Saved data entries
┄┄┄┄┄┄┄┄┄┄

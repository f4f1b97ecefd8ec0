use crate::errors::Result;
use sqlx::postgres::{PgPool, PgPoolOptions};
use sqlx::{Pool, Postgres};
use std::time::Duration;
use tracing::info;

pub struct Database {
    pool: Pool<Postgres>,
}

impl Database {
    pub async fn new(database_url: &str, max_connections: u32) -> Result<Self> {
        let pool = PgPoolOptions::new()
            .max_connections(max_connections)
            .acquire_timeout(Duration::from_secs(5))
            .connect(database_url)
            .await?;

        Ok(Database { pool })
    }

    pub fn pool(&self) -> &PgPool {
        &self.pool
    }

    /// Apply pending SQL migrations from `migrations/`.
    pub async fn migrate(&self) -> Result<()> {
        sqlx::migrate!("./migrations").run(&self.pool).await?;
        info!("Database migrations applied");
        Ok(())
    }
}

┄┄┄┄┄┄┄┄┄┄

TASK
Beginning at the line that holds "let pool = PgPoolOptions::new()", copy every line through the end of the entries exactly as given, and only those lines.

RESULT
        let pool = PgPoolOptions::new()
            .max_connections(max_connections)
            .acquire_timeout(Duration::from_secs(5))
            .connect(database_url)
            .await?;

        Ok(Database { pool })
    }

    pub fn pool(&self) -> &PgPool {
        &self.pool
    }

    /// Apply pending SQL migrations from `migrations/`.
    pub async fn migrate(&self) -> Result<()> {
        sqlx::migrate!("./migrations").run(&self.pool).await?;
        info!("Database migrations applied");
        Ok(())
    }
}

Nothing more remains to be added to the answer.